SOURCE INFORMATION:
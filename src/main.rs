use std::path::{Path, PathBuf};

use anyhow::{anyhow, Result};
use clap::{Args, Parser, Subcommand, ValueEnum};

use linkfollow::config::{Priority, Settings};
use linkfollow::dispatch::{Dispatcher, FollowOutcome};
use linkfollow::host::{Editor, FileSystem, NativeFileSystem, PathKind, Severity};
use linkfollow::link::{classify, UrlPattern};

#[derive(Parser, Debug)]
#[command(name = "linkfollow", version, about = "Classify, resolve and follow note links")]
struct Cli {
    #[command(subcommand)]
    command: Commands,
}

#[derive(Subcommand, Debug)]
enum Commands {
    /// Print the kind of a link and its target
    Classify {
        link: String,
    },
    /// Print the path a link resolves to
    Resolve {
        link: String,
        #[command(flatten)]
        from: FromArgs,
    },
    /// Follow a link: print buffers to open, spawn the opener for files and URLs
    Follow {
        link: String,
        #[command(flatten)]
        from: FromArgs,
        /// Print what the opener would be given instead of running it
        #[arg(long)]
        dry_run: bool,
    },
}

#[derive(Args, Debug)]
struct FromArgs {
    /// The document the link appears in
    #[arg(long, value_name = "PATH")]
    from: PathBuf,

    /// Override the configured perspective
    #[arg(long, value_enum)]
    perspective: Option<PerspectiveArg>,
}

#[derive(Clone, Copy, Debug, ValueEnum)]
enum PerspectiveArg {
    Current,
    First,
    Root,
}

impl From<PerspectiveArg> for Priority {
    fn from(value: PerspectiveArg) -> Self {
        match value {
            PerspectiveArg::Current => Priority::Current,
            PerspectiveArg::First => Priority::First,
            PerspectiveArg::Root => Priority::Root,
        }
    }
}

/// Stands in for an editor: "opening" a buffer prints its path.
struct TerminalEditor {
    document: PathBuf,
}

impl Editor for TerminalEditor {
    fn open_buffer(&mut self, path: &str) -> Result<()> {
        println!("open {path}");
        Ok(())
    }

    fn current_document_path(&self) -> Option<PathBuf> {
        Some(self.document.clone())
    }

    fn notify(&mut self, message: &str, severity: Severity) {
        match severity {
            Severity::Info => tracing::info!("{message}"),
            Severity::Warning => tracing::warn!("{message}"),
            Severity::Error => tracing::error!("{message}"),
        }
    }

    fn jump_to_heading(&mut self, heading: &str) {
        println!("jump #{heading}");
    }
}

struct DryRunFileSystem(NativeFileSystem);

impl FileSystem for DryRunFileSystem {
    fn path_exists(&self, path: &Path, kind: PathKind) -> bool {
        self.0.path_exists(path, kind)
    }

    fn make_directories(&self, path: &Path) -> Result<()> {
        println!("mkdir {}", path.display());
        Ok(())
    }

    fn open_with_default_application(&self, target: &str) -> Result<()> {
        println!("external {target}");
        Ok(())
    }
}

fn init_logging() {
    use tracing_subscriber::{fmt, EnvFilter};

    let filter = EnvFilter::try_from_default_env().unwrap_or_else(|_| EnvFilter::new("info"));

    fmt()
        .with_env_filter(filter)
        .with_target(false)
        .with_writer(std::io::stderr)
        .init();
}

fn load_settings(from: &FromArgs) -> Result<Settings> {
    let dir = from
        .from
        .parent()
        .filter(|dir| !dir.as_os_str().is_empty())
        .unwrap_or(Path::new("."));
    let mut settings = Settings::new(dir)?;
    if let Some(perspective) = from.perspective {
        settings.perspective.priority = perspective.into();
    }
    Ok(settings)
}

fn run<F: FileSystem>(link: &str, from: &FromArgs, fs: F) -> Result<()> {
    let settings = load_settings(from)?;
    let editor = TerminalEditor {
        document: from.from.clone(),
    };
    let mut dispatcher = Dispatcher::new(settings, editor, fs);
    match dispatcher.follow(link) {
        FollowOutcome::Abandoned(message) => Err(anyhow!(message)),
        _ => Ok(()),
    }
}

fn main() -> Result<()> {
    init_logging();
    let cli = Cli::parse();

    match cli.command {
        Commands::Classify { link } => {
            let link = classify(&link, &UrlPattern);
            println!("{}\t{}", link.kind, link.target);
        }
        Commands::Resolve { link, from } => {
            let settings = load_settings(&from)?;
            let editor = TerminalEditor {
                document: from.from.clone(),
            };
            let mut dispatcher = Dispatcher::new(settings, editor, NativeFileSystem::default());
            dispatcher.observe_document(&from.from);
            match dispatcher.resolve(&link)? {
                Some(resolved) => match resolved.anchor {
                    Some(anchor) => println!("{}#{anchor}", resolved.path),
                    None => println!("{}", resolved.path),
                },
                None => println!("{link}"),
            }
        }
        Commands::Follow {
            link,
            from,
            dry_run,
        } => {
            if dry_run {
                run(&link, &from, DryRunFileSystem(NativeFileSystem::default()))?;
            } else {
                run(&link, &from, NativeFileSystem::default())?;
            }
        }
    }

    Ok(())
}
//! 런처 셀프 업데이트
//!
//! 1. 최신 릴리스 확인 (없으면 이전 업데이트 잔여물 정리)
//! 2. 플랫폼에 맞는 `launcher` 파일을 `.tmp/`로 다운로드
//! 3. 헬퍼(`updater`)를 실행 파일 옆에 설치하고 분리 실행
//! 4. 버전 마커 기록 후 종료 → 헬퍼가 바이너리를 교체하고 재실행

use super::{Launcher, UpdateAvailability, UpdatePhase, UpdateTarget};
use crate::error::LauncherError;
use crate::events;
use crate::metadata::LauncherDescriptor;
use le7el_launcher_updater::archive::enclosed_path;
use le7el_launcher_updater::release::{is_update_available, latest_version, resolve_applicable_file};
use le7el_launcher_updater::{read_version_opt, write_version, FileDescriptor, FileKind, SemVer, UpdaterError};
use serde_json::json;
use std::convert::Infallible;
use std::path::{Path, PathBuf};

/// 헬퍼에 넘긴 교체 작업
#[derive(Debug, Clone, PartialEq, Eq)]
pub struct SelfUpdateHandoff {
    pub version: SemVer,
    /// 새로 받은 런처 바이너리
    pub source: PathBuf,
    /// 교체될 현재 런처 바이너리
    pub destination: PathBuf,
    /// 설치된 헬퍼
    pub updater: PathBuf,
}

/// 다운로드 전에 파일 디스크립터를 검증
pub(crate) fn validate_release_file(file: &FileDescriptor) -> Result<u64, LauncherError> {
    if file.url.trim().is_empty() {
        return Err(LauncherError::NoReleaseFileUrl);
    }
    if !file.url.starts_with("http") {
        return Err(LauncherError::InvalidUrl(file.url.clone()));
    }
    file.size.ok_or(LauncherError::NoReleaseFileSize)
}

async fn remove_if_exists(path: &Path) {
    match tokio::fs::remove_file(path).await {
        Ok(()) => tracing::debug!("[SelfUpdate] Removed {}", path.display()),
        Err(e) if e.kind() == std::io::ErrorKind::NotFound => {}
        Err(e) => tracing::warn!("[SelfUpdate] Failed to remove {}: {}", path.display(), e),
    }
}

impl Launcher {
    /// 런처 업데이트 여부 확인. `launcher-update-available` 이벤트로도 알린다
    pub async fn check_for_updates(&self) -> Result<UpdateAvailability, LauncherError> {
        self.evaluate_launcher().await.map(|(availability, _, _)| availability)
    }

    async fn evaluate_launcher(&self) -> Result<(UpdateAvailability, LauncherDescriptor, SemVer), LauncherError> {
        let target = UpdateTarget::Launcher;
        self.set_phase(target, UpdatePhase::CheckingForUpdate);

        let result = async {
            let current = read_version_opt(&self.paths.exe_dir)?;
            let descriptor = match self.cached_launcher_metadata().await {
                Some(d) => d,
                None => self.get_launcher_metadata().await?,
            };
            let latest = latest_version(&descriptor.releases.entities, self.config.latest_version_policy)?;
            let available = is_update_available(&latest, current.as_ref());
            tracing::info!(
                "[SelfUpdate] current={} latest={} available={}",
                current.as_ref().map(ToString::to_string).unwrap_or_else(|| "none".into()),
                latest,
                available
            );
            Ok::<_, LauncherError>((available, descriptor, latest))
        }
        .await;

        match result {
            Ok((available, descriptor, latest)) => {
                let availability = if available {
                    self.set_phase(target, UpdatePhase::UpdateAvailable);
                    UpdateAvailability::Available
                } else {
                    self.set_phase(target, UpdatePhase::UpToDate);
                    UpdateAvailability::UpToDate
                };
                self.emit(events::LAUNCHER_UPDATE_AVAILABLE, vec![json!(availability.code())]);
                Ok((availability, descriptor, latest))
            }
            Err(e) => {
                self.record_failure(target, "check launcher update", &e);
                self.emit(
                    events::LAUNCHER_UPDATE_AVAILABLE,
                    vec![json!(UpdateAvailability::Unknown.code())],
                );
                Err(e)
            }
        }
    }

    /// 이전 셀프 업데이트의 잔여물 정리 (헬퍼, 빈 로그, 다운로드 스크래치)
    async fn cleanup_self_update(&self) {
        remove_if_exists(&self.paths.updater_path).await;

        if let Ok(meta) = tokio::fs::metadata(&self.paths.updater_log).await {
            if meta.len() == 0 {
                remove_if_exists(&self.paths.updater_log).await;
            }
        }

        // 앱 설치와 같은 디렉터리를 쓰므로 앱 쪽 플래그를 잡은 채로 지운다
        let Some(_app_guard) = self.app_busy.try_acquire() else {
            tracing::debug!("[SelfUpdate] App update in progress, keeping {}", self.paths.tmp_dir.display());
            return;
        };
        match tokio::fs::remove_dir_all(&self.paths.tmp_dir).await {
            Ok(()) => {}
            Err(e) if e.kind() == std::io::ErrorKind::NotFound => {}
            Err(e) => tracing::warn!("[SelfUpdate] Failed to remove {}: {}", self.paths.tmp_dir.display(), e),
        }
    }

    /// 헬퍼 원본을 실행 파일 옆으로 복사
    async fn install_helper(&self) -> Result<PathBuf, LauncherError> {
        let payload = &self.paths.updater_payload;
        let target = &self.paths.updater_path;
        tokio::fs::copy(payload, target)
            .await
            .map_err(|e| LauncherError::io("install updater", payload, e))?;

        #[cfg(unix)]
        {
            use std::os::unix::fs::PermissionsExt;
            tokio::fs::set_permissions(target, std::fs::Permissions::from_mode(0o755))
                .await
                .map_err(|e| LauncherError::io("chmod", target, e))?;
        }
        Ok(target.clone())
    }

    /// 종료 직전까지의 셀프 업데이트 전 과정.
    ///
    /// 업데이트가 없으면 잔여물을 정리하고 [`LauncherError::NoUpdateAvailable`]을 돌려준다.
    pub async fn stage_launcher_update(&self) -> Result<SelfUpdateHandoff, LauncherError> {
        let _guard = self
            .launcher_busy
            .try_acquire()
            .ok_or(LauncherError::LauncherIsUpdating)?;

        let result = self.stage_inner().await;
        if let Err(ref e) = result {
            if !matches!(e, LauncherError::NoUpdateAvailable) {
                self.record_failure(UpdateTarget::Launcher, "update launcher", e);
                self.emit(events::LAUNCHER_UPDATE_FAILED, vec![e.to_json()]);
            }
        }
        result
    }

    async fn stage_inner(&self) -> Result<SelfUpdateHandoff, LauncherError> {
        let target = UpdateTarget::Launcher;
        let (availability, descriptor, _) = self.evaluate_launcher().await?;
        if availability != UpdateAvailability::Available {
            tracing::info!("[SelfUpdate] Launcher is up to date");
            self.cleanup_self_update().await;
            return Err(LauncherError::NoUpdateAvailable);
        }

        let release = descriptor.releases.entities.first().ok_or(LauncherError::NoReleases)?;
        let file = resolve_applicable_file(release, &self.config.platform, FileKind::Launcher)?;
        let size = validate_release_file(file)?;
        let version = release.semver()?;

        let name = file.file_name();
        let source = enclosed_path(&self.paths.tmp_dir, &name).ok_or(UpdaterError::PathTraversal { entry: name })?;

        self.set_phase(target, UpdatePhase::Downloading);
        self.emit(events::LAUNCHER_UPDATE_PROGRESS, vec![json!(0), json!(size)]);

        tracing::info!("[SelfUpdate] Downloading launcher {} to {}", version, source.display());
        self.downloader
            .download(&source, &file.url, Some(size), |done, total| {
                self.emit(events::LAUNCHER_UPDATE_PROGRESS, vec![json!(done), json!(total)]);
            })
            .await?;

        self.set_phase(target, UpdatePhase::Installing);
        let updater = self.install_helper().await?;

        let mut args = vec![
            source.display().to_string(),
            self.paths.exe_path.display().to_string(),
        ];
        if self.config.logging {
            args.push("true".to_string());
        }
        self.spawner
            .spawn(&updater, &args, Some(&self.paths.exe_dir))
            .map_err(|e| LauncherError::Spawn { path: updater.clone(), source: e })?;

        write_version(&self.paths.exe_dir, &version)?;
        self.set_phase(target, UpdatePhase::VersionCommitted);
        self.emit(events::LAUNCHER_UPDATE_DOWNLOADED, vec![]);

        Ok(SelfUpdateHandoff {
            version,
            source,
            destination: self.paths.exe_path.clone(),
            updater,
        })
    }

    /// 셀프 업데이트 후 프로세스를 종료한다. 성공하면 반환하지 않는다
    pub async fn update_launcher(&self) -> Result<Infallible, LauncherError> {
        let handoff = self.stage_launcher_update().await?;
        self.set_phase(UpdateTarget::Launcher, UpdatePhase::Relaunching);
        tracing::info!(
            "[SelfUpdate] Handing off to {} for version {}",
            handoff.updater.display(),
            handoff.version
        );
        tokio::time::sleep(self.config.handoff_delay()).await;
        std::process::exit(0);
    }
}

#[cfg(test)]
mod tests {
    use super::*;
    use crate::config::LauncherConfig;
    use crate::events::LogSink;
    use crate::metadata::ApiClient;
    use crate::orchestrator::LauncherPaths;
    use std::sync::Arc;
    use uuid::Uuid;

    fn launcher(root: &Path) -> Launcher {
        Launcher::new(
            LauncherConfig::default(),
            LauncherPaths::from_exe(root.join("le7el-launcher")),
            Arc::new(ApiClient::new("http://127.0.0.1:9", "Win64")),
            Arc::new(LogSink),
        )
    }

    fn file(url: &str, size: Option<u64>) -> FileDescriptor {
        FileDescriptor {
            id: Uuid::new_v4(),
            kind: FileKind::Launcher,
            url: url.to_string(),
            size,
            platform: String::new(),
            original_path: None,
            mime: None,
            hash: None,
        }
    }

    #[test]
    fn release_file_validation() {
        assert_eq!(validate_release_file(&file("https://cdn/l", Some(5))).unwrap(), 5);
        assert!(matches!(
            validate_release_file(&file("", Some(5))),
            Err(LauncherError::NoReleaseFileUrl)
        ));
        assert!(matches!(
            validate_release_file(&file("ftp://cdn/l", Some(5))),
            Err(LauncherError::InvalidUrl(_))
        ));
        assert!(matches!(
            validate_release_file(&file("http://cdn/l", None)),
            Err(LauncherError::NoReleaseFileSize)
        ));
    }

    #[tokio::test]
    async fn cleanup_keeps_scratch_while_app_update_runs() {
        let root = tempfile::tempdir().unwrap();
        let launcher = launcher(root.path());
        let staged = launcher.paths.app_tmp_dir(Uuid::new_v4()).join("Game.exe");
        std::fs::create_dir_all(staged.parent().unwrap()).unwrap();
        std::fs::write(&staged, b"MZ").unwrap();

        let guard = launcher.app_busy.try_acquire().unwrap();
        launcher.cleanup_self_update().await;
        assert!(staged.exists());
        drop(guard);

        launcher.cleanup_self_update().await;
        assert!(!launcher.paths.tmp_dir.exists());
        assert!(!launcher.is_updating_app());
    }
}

BRIEF: From the records above, transcribe exactly the run of lines that opens with the line holding "let target = &self.paths.updater_path;" and closes with the line holding "업데이트가 없으면 잔여물을", both included.

REPLY TO THE EXERCISE:
        let target = &self.paths.updater_path;
        tokio::fs::copy(payload, target)
            .await
            .map_err(|e| LauncherError::io("install updater", payload, e))?;

        #[cfg(unix)]
        {
            use std::os::unix::fs::PermissionsExt;
            tokio::fs::set_permissions(target, std::fs::Permissions::from_mode(0o755))
                .await
                .map_err(|e| LauncherError::io("chmod", target, e))?;
        }
        Ok(target.clone())
    }

    /// 종료 직전까지의 셀프 업데이트 전 과정.
    ///
    /// 업데이트가 없으면 잔여물을 정리하고 [`LauncherError::NoUpdateAvailable`]을 돌려준다.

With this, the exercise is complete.